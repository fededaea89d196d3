use spdlog::{debug, error, info};

use crate::client::blog_service::BlogService;
use crate::client::user_service::UserDirectory;
use crate::paginator::Paginator;
use crate::view::enrich::{enrich_posts, lookup_author, EnrichedPost};

/// What the listing view currently shows.
#[derive(Debug, PartialEq)]
pub enum Screen<'a> {
    Loading,
    Error(&'a str),
    List {
        posts: &'a [EnrichedPost],
        current_page: u32,
        page_count: u32,
    },
    Detail(&'a EnrichedPost),
}

/// Blog listing with author enrichment, client-side pagination and a detail
/// display for the selected post.
pub struct ListingView<B: BlogService, U: UserDirectory> {
    blogs: B,
    users: U,
    page_size: u32,
    posts: Vec<EnrichedPost>,
    current_page: u32,
    selected: Option<EnrichedPost>,
    error: Option<String>,
    detail_error: Option<String>,
    loaded: bool,
}

impl<B: BlogService, U: UserDirectory> ListingView<B, U> {
    pub fn new(blogs: B, users: U, page_size: u32) -> Self {
        ListingView {
            blogs,
            users,
            page_size: page_size.max(1),
            posts: vec![],
            current_page: 1,
            selected: None,
            error: None,
            detail_error: None,
            loaded: false,
        }
    }

    /// Fetches the list and enriches every post before anything is shown.
    pub async fn activate(&mut self) {
        self.error = None;
        self.back();
        match self.blogs.fetch_blogs().await {
            Ok(blogs) => {
                info!("Fetched {} blogs", blogs.len());
                self.posts = enrich_posts(&self.users, blogs).await;
                self.current_page = 1;
            }
            Err(e) => {
                error!("Error fetching blogs: {}", e);
                self.error = Some(e.to_string());
            }
        }
        self.loaded = true;
    }

    pub fn posts(&self) -> &[EnrichedPost] {
        &self.posts
    }

    pub fn current_page(&self) -> u32 {
        self.current_page
    }

    pub fn page_count(&self) -> u32 {
        Paginator::from(&self.posts, self.page_size).page_count()
    }

    /// Posts on the current page.
    pub fn current_posts(&self) -> &[EnrichedPost] {
        Paginator::from(&self.posts, self.page_size)
            .get_page(self.current_page)
            .unwrap_or(&[])
    }

    /// Switches the active page. Out of range pages are rejected and the
    /// current page is kept.
    pub fn set_page(&mut self, page: u32) -> Result<(), String> {
        Paginator::from(&self.posts, self.page_size).get_page(page)?;
        debug!("Switching to page {}", page);
        self.current_page = page;
        Ok(())
    }

    /// Fetches the full record of `id` and switches to the detail display.
    /// The author comes from the listing when the post is on it.
    pub async fn select(&mut self, id: &str) {
        match self.blogs.get_blog_by_id(id).await {
            Ok(blog) => {
                debug!("Selected blog {}", blog);
                let known = self.posts.iter()
                    .find(|post| post.blog.id == blog.id)
                    .map(|post| post.author.clone());
                let author = match known {
                    Some(author) => author,
                    None => lookup_author(&self.users, &blog).await,
                };
                self.detail_error = None;
                self.selected = Some(EnrichedPost { blog, author });
            }
            Err(e) => {
                error!("Error fetching blog {}: {}", id, e);
                self.selected = None;
                self.detail_error = Some(e.to_string());
            }
        }
    }

    /// Leaves the detail display, or its error, for the list.
    pub fn back(&mut self) {
        self.selected = None;
        self.detail_error = None;
    }

    pub fn screen(&self) -> Screen<'_> {
        if let Some(error) = self.error.as_deref().or(self.detail_error.as_deref()) {
            return Screen::Error(error);
        }
        if let Some(ref selected) = self.selected {
            return Screen::Detail(selected);
        }
        if !self.loaded {
            return Screen::Loading;
        }
        Screen::List {
            posts: self.current_posts(),
            current_page: self.current_page,
            page_count: self.page_count(),
        }
    }
}
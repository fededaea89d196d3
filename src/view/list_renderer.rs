use std::io;
use std::io::ErrorKind;

use ramhorns::Template;

use crate::text_utils::{format_date_time, preview};
use crate::view::enrich::EnrichedPost;

pub const LIST_TEMPLATE: &str = include_str!("../../res/list.tpl");

const SUMMARY_CHARS: usize = 100;

#[derive(ramhorns::Content)]
struct ListPage {
    post_list: Vec<PostItem>,
    page_list: Vec<ViewPagination>,
    show_pagination: bool,
}

#[derive(ramhorns::Content)]
struct PostItem {
    id: String,
    date: String,
    title: String,
    author: String,
    profile_picture: String,
    summary: String,
}

#[derive(ramhorns::Content)]
struct ViewPagination {
    current: bool,
    number: u32,
}

pub struct ListRenderer<'a> {
    pub template: Template<'a>,
}

impl ListRenderer<'_> {
    pub fn new(list_tpl_src: &str) -> io::Result<ListRenderer> {
        let template = match Template::new(list_tpl_src) {
            Ok(x) => x,
            Err(e) => {
                return Err(io::Error::new(ErrorKind::InvalidInput, format!("Error parsing list template: {}", e)));
            }
        };

        Ok(ListRenderer {
            template,
        })
    }

    /// Renders one page of posts followed by one control per page.
    pub fn render(&self, posts: &[EnrichedPost], cur_page: u32, page_count: u32) -> String {
        let post_list = posts.iter()
            .map(|post| {
                let (date, _time) = format_date_time(&post.blog.created_at);
                PostItem {
                    id: post.blog.id.clone(),
                    date,
                    title: post.blog.title.clone(),
                    author: post.author.username.clone(),
                    profile_picture: post.author.profile_picture.clone(),
                    summary: preview(&post.blog.description, SUMMARY_CHARS),
                }
            })
            .collect();

        let page_list = (1..=page_count)
            .map(|number| ViewPagination {
                current: number == cur_page,
                number,
            })
            .collect();

        self.template.render(&ListPage {
            post_list,
            page_list,
            show_pagination: page_count > 0,
        })
    }
}

#[cfg(test)]
mod tests {
    use crate::test_data::sample_blogs;
    use crate::view::enrich::Author;

    use super::*;

    fn enriched(count: u32) -> Vec<EnrichedPost> {
        sample_blogs(count).into_iter()
            .map(|blog| EnrichedPost {
                author: Author {
                    username: blog.created_by.clone().unwrap_or_default(),
                    profile_picture: "cGlj".to_string(),
                },
                blog,
            })
            .collect()
    }

    #[test]
    fn render_list() {
        let template_src = r##"{{#post_list}}({{title}}|{{author}}|{{date}}|{{profile_picture}}){{/post_list}}
PAGES={{#page_list}}{{#current}}[{{number}}]{{/current}}{{^current}}{{number}}{{/current}}{{/page_list}}"##;
        let renderer = ListRenderer::new(template_src).unwrap();
        let posts = enriched(2);
        let res = renderer.render(&posts, 2, 3);
        assert!(res.contains("(Post 1|user-1|2022-04-02|cGlj)(Post 2|user-2|2022-04-02|cGlj)"));
        assert!(res.contains("PAGES=1[2]3"));
    }

    #[test]
    fn render_default_template() {
        let renderer = ListRenderer::new(LIST_TEMPLATE).unwrap();
        let posts = enriched(13);
        let res = renderer.render(&posts[12..], 3, 3);
        assert!(res.contains("[blog-13] Post 13"));
        assert!(!res.contains("Post 12"));
        assert!(res.contains("by user-13"));
        assert!(res.contains("[3]"));
        assert!(res.contains(&preview(&posts[12].blog.description, SUMMARY_CHARS)));
    }

    #[test]
    fn render_empty() {
        let renderer = ListRenderer::new(LIST_TEMPLATE).unwrap();
        let res = renderer.render(&[], 1, 0);
        assert!(res.contains("No blogs yet."));
        assert!(!res.contains("Pages:"));
    }
}
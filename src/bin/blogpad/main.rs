use std::path::PathBuf;

use anyhow::Result;
use clap::Parser;
use spdlog::{info, warn};

use blogpad::config::open_config;
use blogpad::logger::configure_logger;
use blogpad::server::server_run;

use crate::config_data::write_sample_cfg;

mod config_data;

#[derive(Parser, Debug)]
#[command(version, about, long_about = None)]
struct Args {
    /// Config path
    #[arg(short, long)]
    config_path: Option<String>,

    /// Write a sample configuration to this path and exit
    #[arg(long)]
    init: Option<String>,
}

#[ntex::main]
async fn main() -> Result<()> {
    let args = Args::parse();

    if let Some(init_path) = args.init {
        let init_path = PathBuf::from(init_path);
        write_sample_cfg(&init_path)?;
        println!("Sample configuration written to {}", init_path.display());
        return Ok(());
    }

    let config_path = args.config_path.map(PathBuf::from);
    let config = match open_config(config_path) {
        Ok(config) => config,
        Err(err) => {
            eprintln!("{}", err);
            eprintln!("Please run blogpad --help");
            return Ok(());
        }
    };

    if let Err(err) = configure_logger(&config) {
        warn!("Error creating logger sinks. Using console instead. Desc={}", err);
    }

    info!("Starting Blogpad =-=-=-=-=-=-=-=-=-=-=-=-=-=-=-");
    info!("Listening on {}:{}", config.server.address, config.server.port);

    server_run(config).await?;
    Ok(())
}
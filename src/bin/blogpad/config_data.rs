use std::fs;
use std::io;
use std::path::Path;

const CONFIG_SAMPLE: &str = r#"# For the file locations, If you want it to be relative to the executable directory
# use ${exe_dir}/location
[server]
address = "0.0.0.0"
port = 8001

# Without a location the blogs are kept in memory only
[store]
location = "${exe_dir}/data/blogs.json"

[client]
base_url = "http://localhost:8001"
page_size = 6

[log]
level = "Info"
log_to_console = true
"#;

pub(crate) fn write_sample_cfg(file_path: &Path) -> io::Result<()> {
    if file_path.exists() {
        return Err(io::Error::new(io::ErrorKind::AlreadyExists,
                                  format!("{} already exists", file_path.display())));
    }
    fs::write(file_path, CONFIG_SAMPLE)
}
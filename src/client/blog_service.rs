use std::future::Future;

use crate::blog::Blog;
use crate::client::{ApiClient, ClientError};

/// Remote source of blog records.
pub trait BlogService {
    fn fetch_blogs(&self) -> impl Future<Output = Result<Vec<Blog>, ClientError>> + Send;
    fn get_blog_by_id(&self, id: &str) -> impl Future<Output = Result<Blog, ClientError>> + Send;
}

impl BlogService for ApiClient {
    async fn fetch_blogs(&self) -> Result<Vec<Blog>, ClientError> {
        self.get_json("/api/blog", "Failed to fetch blogs").await
    }

    async fn get_blog_by_id(&self, id: &str) -> Result<Blog, ClientError> {
        self.get_json(&format!("/api/blog/{}", id), "Failed to fetch blog details").await
    }
}

impl ApiClient {
    pub async fn fetch_user_blogs(&self, user_id: &str) -> Result<Vec<Blog>, ClientError> {
        self.get_json(&format!("/api/blog/get-blog-by-userid/{}", user_id), "Failed to fetch user blogs").await
    }
}
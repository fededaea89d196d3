use std::collections::BTreeMap;
use std::fs;
use std::io;
use std::path::{Path, PathBuf};

use serde::Deserialize;
use spdlog::{debug, info};
use thiserror::Error;

pub const TOKEN_KEY: &str = "authToken";
pub const USER_ID_KEY: &str = "userId";
pub const USERNAME_KEY: &str = "username";
pub const PROFILE_PICTURE_KEY: &str = "profilePicture";

const SESSION_KEYS: [&str; 4] = [TOKEN_KEY, USER_ID_KEY, USERNAME_KEY, PROFILE_PICTURE_KEY];

#[derive(Debug, Error)]
pub enum SessionError {
    #[error("Session storage error: {0}")]
    Io(#[from] io::Error),

    #[error("Session storage is corrupted: {0}")]
    Serialization(#[from] serde_json::Error),
}

/// Persistent string key-value storage.
pub trait KeyValueStore {
    fn get(&self, key: &str) -> Option<String>;
    fn set(&mut self, key: &str, value: &str) -> Result<(), SessionError>;
    fn remove(&mut self, key: &str) -> Result<(), SessionError>;
}

#[derive(Default)]
pub struct MemoryKeyValueStore {
    items: BTreeMap<String, String>,
}

impl KeyValueStore for MemoryKeyValueStore {
    fn get(&self, key: &str) -> Option<String> {
        self.items.get(key).cloned()
    }

    fn set(&mut self, key: &str, value: &str) -> Result<(), SessionError> {
        self.items.insert(key.to_string(), value.to_string());
        Ok(())
    }

    fn remove(&mut self, key: &str) -> Result<(), SessionError> {
        self.items.remove(key);
        Ok(())
    }
}

/// Key-value storage kept as a JSON object in a single file.
pub struct FileKeyValueStore {
    path: PathBuf,
    items: BTreeMap<String, String>,
}

impl FileKeyValueStore {
    pub fn open(path: &Path) -> Result<Self, SessionError> {
        let items = match fs::read_to_string(path) {
            Ok(content) if content.trim().is_empty() => BTreeMap::new(),
            Ok(content) => serde_json::from_str(&content)?,
            Err(e) if e.kind() == io::ErrorKind::NotFound => BTreeMap::new(),
            Err(e) => return Err(e.into()),
        };

        Ok(FileKeyValueStore {
            path: path.to_path_buf(),
            items,
        })
    }

    fn flush(&self) -> Result<(), SessionError> {
        if let Some(parent) = self.path.parent() {
            fs::create_dir_all(parent)?;
        }
        fs::write(&self.path, serde_json::to_string_pretty(&self.items)?)?;
        Ok(())
    }
}

impl KeyValueStore for FileKeyValueStore {
    fn get(&self, key: &str) -> Option<String> {
        self.items.get(key).cloned()
    }

    fn set(&mut self, key: &str, value: &str) -> Result<(), SessionError> {
        self.items.insert(key.to_string(), value.to_string());
        self.flush()
    }

    fn remove(&mut self, key: &str) -> Result<(), SessionError> {
        if self.items.remove(key).is_some() {
            self.flush()?;
        }
        Ok(())
    }
}

/// A logged-in user. Produced by login or register, dropped by logout.
#[derive(Deserialize, Debug, Clone, PartialEq)]
pub struct Session {
    pub token: String,
    #[serde(rename = "userId")]
    pub user_id: String,
    pub username: String,
    #[serde(default)]
    pub profile_picture: String,
}

/// Keeps the current session in a key-value store.
pub struct SessionStore<K: KeyValueStore> {
    storage: K,
}

impl<K: KeyValueStore> SessionStore<K> {
    pub fn new(storage: K) -> Self {
        SessionStore { storage }
    }

    pub fn save(&mut self, session: &Session) -> Result<(), SessionError> {
        self.storage.set(TOKEN_KEY, &session.token)?;
        self.storage.set(USER_ID_KEY, &session.user_id)?;
        self.storage.set(USERNAME_KEY, &session.username)?;
        self.storage.set(PROFILE_PICTURE_KEY, &session.profile_picture)?;
        info!("Session saved for {}", session.username);
        Ok(())
    }

    pub fn clear(&mut self) -> Result<(), SessionError> {
        for key in SESSION_KEYS {
            self.storage.remove(key)?;
        }
        debug!("Session cleared");
        Ok(())
    }

    pub fn token(&self) -> Option<String> {
        self.storage.get(TOKEN_KEY)
    }

    /// The stored session, if token, user id and username are all present.
    pub fn current(&self) -> Option<Session> {
        Some(Session {
            token: self.storage.get(TOKEN_KEY)?,
            user_id: self.storage.get(USER_ID_KEY)?,
            username: self.storage.get(USERNAME_KEY)?,
            profile_picture: self.storage.get(PROFILE_PICTURE_KEY).unwrap_or_default(),
        })
    }
}
//! Pure occupancy arithmetic. Nothing in here touches the store or the clock.

use chrono::{DateTime, FixedOffset, TimeDelta, Timelike, Utc};
use serde::Serialize;
use utoipa::ToSchema;

/// Width of one flow histogram bucket, in hours.
pub const FLOW_BUCKET_HOURS: u32 = 4;

/// Number of buckets covering a day.
pub const FLOW_BUCKETS: usize = (24 / FLOW_BUCKET_HOURS) as usize;

/// Bucket labels, keyed by the bucket's first hour.
pub const FLOW_LABELS: [&str; FLOW_BUCKETS] =
    ["00:00", "04:00", "08:00", "12:00", "16:00", "20:00"];

/// Readings per person in the flow histogram.
///
/// The displayed value of a bucket is its raw reading count divided by this and
/// truncated. A visit usually leaves an entry and an exit reading, so halving
/// gives a rough head count. It is not an occupancy reconstruction.
pub const READINGS_PER_PERSON: u64 = 2;

/// Above this percentage an area is in the warning tier.
pub const WARNING_THRESHOLD: f64 = 60.0;

/// Above this percentage an area is in the critical tier.
pub const CRITICAL_THRESHOLD: f64 = 80.0;

/// Occupancy classification.
#[derive(Debug, Clone, Copy, PartialEq, Eq, Serialize, ToSchema)]
#[serde(rename_all = "snake_case")]
pub enum Tier {
    Normal,
    Warning,
    Critical,
}

impl Tier {
    /// `<= 60` normal, `(60, 80]` warning, `> 80` critical.
    #[must_use]
    pub fn from_percentage(percentage: f64) -> Self {
        if percentage > CRITICAL_THRESHOLD {
            Self::Critical
        } else if percentage > WARNING_THRESHOLD {
            Self::Warning
        } else {
            Self::Normal
        }
    }
}

/// People currently inside, never negative.
#[must_use]
pub fn occupancy(entries: u64, exits: u64) -> u64 {
    entries.saturating_sub(exits)
}

/// `count / capacity` as a percentage rounded to one decimal. A zero capacity
/// yields zero.
#[must_use]
pub fn capacity_percentage(count: u64, capacity: u32) -> f64 {
    if capacity == 0 {
        return 0.0;
    }
    round1(count as f64 / f64::from(capacity) * 100.0)
}

fn round1(value: f64) -> f64 {
    (value * 10.0).round() / 10.0
}

/// UTC instant of the most recent midnight at `offset`.
#[must_use]
pub fn day_start(now: DateTime<Utc>, offset: FixedOffset) -> DateTime<Utc> {
    let local_midnight = now
        .with_timezone(&offset)
        .date_naive()
        .and_time(chrono::NaiveTime::MIN);
    local_midnight.and_utc() - TimeDelta::seconds(i64::from(offset.local_minus_utc()))
}

/// Readings grouped into fixed 4-hour bins by their hour at the facility offset.
#[derive(Debug, Clone, PartialEq, Eq)]
pub struct FlowHistogram {
    raw: [u64; FLOW_BUCKETS],
}

impl FlowHistogram {
    #[must_use]
    pub fn from_timestamps(times: &[DateTime<Utc>], offset: FixedOffset) -> Self {
        let mut raw = [0_u64; FLOW_BUCKETS];
        for t in times {
            let hour = t.with_timezone(&offset).hour();
            raw[(hour / FLOW_BUCKET_HOURS) as usize] += 1;
        }
        Self { raw }
    }

    /// Raw reading count per bucket.
    #[must_use]
    pub fn raw_counts(&self) -> &[u64; FLOW_BUCKETS] {
        &self.raw
    }

    #[must_use]
    pub fn total(&self) -> u64 {
        self.raw.iter().sum()
    }

    /// Displayed per-bucket values, see [`READINGS_PER_PERSON`].
    #[must_use]
    pub fn estimated_people(&self) -> Vec<u64> {
        self.raw.iter().map(|c| c / READINGS_PER_PERSON).collect()
    }
}

#[cfg(test)]
mod tests {
    use super::*;
    use chrono::{Offset, TimeZone};

    fn at(h: u32, m: u32) -> DateTime<Utc> {
        Utc.with_ymd_and_hms(2025, 11, 4, h, m, 0).unwrap()
    }

    #[test]
    fn occupancy_is_clamped_at_zero() {
        assert_eq!(occupancy(50, 10), 40);
        assert_eq!(occupancy(10, 50), 0);
        assert_eq!(occupancy(0, 0), 0);
    }

    #[test]
    fn percentage_rounds_to_one_decimal() {
        assert_eq!(capacity_percentage(40, 300), 13.3);
        assert_eq!(capacity_percentage(1, 3), 33.3);
        assert_eq!(capacity_percentage(2, 3), 66.7);
        assert_eq!(capacity_percentage(300, 300), 100.0);
    }

    #[test]
    fn zero_capacity_gives_zero_percentage() {
        assert_eq!(capacity_percentage(12, 0), 0.0);
    }

    #[test]
    fn percentage_is_monotonic_in_count() {
        let mut previous = 0.0;
        for count in 0..=400 {
            let pct = capacity_percentage(count, 300);
            assert!(pct >= previous, "{count}: {pct} < {previous}");
            previous = pct;
        }
    }

    #[test]
    fn tier_is_a_step_function() {
        assert_eq!(Tier::from_percentage(0.0), Tier::Normal);
        assert_eq!(Tier::from_percentage(60.0), Tier::Normal);
        assert_eq!(Tier::from_percentage(60.1), Tier::Warning);
        assert_eq!(Tier::from_percentage(80.0), Tier::Warning);
        assert_eq!(Tier::from_percentage(80.1), Tier::Critical);
        assert_eq!(Tier::from_percentage(250.0), Tier::Critical);
    }

    #[test]
    fn day_start_in_utc() {
        assert_eq!(day_start(at(15, 42), Utc.fix()), at(0, 0));
    }

    #[test]
    fn day_start_west_of_utc() {
        // 01:30 UTC is still the previous day at UTC-3; that day began at 03:00 UTC.
        let offset = FixedOffset::west_opt(3 * 3600).unwrap();
        let start = day_start(at(1, 30), offset);
        assert_eq!(start, Utc.with_ymd_and_hms(2025, 11, 3, 3, 0, 0).unwrap());

        let start = day_start(at(12, 0), offset);
        assert_eq!(start, at(3, 0));
    }

    #[test]
    fn buckets_partition_the_day() {
        let times: Vec<_> = (0..24).map(|h| at(h, 30)).collect();
        let hist = FlowHistogram::from_timestamps(&times, Utc.fix());
        assert_eq!(hist.raw_counts(), &[4, 4, 4, 4, 4, 4]);
        assert_eq!(hist.total(), times.len() as u64);
    }

    #[test]
    fn bucket_edges_belong_to_the_later_bucket() {
        let times = [at(3, 59), at(4, 0), at(19, 59), at(20, 0), at(23, 59)];
        let hist = FlowHistogram::from_timestamps(&times, Utc.fix());
        assert_eq!(hist.raw_counts(), &[1, 1, 0, 0, 1, 2]);
    }

    #[test]
    fn buckets_follow_the_facility_offset() {
        // 02:00 UTC is 23:00 at UTC-3.
        let offset = FixedOffset::west_opt(3 * 3600).unwrap();
        let hist = FlowHistogram::from_timestamps(&[at(2, 0)], offset);
        assert_eq!(hist.raw_counts(), &[0, 0, 0, 0, 0, 1]);
    }

    #[test]
    fn estimated_people_halves_and_truncates() {
        let times = [at(9, 0), at(9, 1), at(9, 2), at(13, 0)];
        let hist = FlowHistogram::from_timestamps(&times, Utc.fix());
        assert_eq!(hist.estimated_people(), vec![0, 0, 1, 0, 0, 0]);
    }
}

** Work to be completed **
Report all lines of the material that contain the word "spdlog".

** Answer space **
use spdlog::{debug, error, info};
use spdlog::{info, warn};
use spdlog::{debug, info};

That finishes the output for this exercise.